Aiken, SC (04/02/2019) — The latest edition of the Journal of Geophysical Research - Earth Surfacefeatures a University of South Carolina Aiken professor and her co-researchers from
the Columbia campus and the Savannah River National Laboratory.
Dr. Jessica Chassereau Sullivan and her colleagues -- Raymond Torres, from the department
of earth and ocean science at UofSC and Alfred Garrett, from the Savannah River Site
- explored the role of intertidal creek networks in overmarsh circulation and tracer
residence times, as they are ubiquitous features of salt marsh landscapes. The result
was their article: "Intertidal Creeks and Overmarsh Circulation in a Small Salt Marsh
"We are very proud of Dr. Sullivan and her co-researchers," said Dr. Chad Leverette,
interim dean of the College of Sciences and Engineering at USC Aiken.
"This team committed a lot of resources, time and talent to conducting the study,
which greatly enhances the body of work in this area."
As part of her tenure track, Sullivan dedicated 2.5 years to the project.

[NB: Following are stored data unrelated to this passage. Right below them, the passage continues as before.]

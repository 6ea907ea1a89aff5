use std::path::{Path, PathBuf};

use serde::Deserialize;

#[derive(Debug, Deserialize)]
#[serde(default, deny_unknown_fields, rename_all = "kebab-case")]
pub(crate) struct BeatmapsConfig
{
	/// Where the `<map id>.osu` files live.
	pub directory: Box<Path>,
}

impl Default for BeatmapsConfig
{
	fn default() -> Self
	{
		Self { directory: PathBuf::from(".data/osu").into_boxed_path() }
	}
}
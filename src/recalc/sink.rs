use std::num::NonZero;

use crate::database::{DatabaseResult, Pool, QueryBuilder};
use crate::ids::ScoreId;

/// Where calculated performance values end up.
pub trait PerformanceSink: Send + Sync + 'static
{
	/// Writes the performance values of one group, all or nothing.
	///
	/// Returns the number of affected rows.
	fn write(
		&self,
		performance: &[(ScoreId, f64)],
	) -> impl Future<Output = DatabaseResult<u64>> + Send;
}

/// Updates `scores.pp` in bulk.
#[derive(Debug, Clone)]
pub struct DatabaseSink
{
	pool: Pool,
	chunk_size: NonZero<usize>,
}

impl DatabaseSink
{
	/// The default number of rows updated per statement.
	pub const DEFAULT_CHUNK_SIZE: NonZero<usize> = match NonZero::new(10_000) {
		Some(size) => size,
		None => unreachable!(),
	};

	/// The largest number of rows that fit into one statement.
	///
	/// Every row binds 3 parameters and MySQL accepts at most 65535 of them per statement.
	pub const MAX_CHUNK_SIZE: NonZero<usize> = match NonZero::new(21_845) {
		Some(size) => size,
		None => unreachable!(),
	};

	/// Creates a new sink; `chunk_size` is capped at [`DatabaseSink::MAX_CHUNK_SIZE`].
	pub fn new(pool: Pool, chunk_size: NonZero<usize>) -> Self
	{
		Self { pool, chunk_size: chunk_size.min(Self::MAX_CHUNK_SIZE) }
	}
}

/// Builds the `UPDATE` statement for one chunk of rows.
pub(super) fn bulk_update(chunk: &[(ScoreId, f64)]) -> QueryBuilder<'static>
{
	let mut query = QueryBuilder::new("UPDATE scores SET pp = CASE id");

	for &(score_id, pp) in chunk {
		query.push(" WHEN ").push_bind(score_id);
		query.push(" THEN ").push_bind(pp);
	}

	query.push(" END WHERE id IN (");

	let mut ids = query.separated(", ");

	for &(score_id, _) in chunk {
		ids.push_bind(score_id);
	}

	ids.push_unseparated(")");
	query
}

impl PerformanceSink for DatabaseSink
{
	#[instrument(level = "trace", skip_all, fields(plays = performance.len()), err)]
	async fn write(&self, performance: &[(ScoreId, f64)]) -> DatabaseResult<u64>
	{
		if performance.is_empty() {
			return Ok(0);
		}

		let mut txn = self.pool.begin().await?;
		let mut rows_affected = 0;

		for chunk in performance.chunks(self.chunk_size.get()) {
			rows_affected += bulk_update(chunk)
				.build()
				.persistent(false)
				.execute(&mut *txn)
				.await?
				.rows_affected();
		}

		txn.commit().await?;

		Ok(rows_affected)
	}
}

"In this study, we systematically remove intertidal creeks from a high-resolution
salt marsh digital elevation model and conduct new flow simulations with each iteration,"
their abstract states.
At the end of their study, results revealed that "for the Groves Creek marsh, these
lower-order intertidal creeks common to all salt marsh landscapes actually have a
minor role in overmarsh circulation, while higher-order creeks that take up less than
2% of the total marsh area increase the potential for short circuiting of flow, thereby
greatly influencing overall flood and ebb dominance, and net tracer dispersal and
associated retention time."
The team's research provides new insights on salt marsh restoration, marsh landscape
evolution, and the requisite digital elevation model bathymetry for robust simulations
of overmarsh circulation.
Sullivan is an assistant professor of geology at USC Aiken.

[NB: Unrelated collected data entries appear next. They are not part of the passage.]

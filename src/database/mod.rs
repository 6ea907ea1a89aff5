//! Database plumbing.

use std::num::NonZero;
use std::thread;

use sqlx::pool::PoolOptions;
use url::Url;

mod error;
pub use error::{DatabaseError, DatabaseResult};

mod row_stream;
pub use row_stream::RowStream;

pub type DB = sqlx::MySql;
pub type Pool = sqlx::Pool<DB>;
pub type Row = sqlx::mysql::MySqlRow;
pub type Arguments = sqlx::mysql::MySqlArguments;
pub type QueryBuilder<'args> = sqlx::QueryBuilder<'args, DB>;

/// Options for [`connect()`].
#[derive(Debug, bon::Builder)]
pub struct ConnectOptions<'a>
{
	url: &'a Url,

	#[builder(default = 1)]
	min_connections: u32,

	/// Defaults to the number of available CPUs.
	max_connections: Option<NonZero<u32>>,

	/// How many tasks write while a reader holds a connection open.
	///
	/// The pool always has room for the reader plus this many writers.
	#[builder(default = 0)]
	concurrent_writers: usize,
}

impl ConnectOptions<'_>
{
	/// The number of connections the pool may open.
	pub fn pool_size(&self) -> u32
	{
		let required = u32::try_from(self.concurrent_writers)
			.unwrap_or(u32::MAX)
			.saturating_add(1);

		self.max_connections
			.map_or_else(core_count, NonZero::get)
			.max(self.min_connections)
			.max(required)
	}
}

/// Connects to the database and makes sure it answers queries.
#[instrument(skip_all, fields(host = options.url.host_str()), err)]
pub async fn connect(options: ConnectOptions<'_>) -> DatabaseResult<Pool>
{
	let max_connections = options.pool_size();

	if let Some(configured) = options.max_connections.filter(|max| max.get() < max_connections) {
		warn!(configured = configured.get(), max_connections, "raising connection limit to fit every worker");
	}

	let pool = PoolOptions::<DB>::new()
		.min_connections(options.min_connections)
		.max_connections(max_connections)
		.connect(options.url.as_str())
		.await?;

	sqlx::query("SELECT 1").execute(&pool).await?;

	debug!(min_connections = options.min_connections, max_connections, "connected to database");

	Ok(pool)
}

fn core_count() -> u32
{
	thread::available_parallelism()
		.ok()
		.and_then(|count| u32::try_from(count.get()).ok())
		.unwrap_or(4)
}

#[cfg(test)]
mod tests
{
	use std::num::NonZero;

	use url::Url;

	use super::ConnectOptions;

	fn url() -> Url
	{
		Url::parse("mysql://bancho@localhost/banchopy").unwrap()
	}

	#[test]
	fn pool_fits_the_reader_and_every_writer()
	{
		let url = url();
		let options = ConnectOptions::builder()
			.url(&url)
			.max_connections(NonZero::new(1).unwrap())
			.concurrent_writers(4)
			.build();

		assert_eq!(options.pool_size(), 5);
	}

	#[test]
	fn larger_limits_are_kept()
	{
		let url = url();
		let options = ConnectOptions::builder()
			.url(&url)
			.min_connections(2)
			.max_connections(NonZero::new(16).unwrap())
			.concurrent_writers(4)
			.build();

		assert_eq!(options.pool_size(), 16);
	}

	#[test]
	fn single_connection_without_writers()
	{
		let url = url();
		let options = ConnectOptions::builder()
			.url(&url)
			.max_connections(NonZero::new(1).unwrap())
			.build();

		assert_eq!(options.pool_size(), 1);
	}
}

"My research focuses on investigating the vegetation-topographic controls on water
circulation and material cycling in intertidal landscapes and freshwater wetlands
through field observation, remote sensing, numerical modeling and GIS," she said.
"I am particularly interested in understanding how physical and biological processes
interact to shape salt marshes and coastal rivers. I hope to advance my research through
predictive modeling of processes across a range of temporal and spatial scales to
address for example, the coastal zone response to sea level rise."
Sullivan is extremely active with USC Aiken's undergraduate research efforts and mentors
several students as they explore their research interests as well.
"I have a strong desire to engage undergraduates in field-based experiments, spatial
data analysis in ArcGIS and scientific writing.
"Such opportunities are essential to the students in our local community."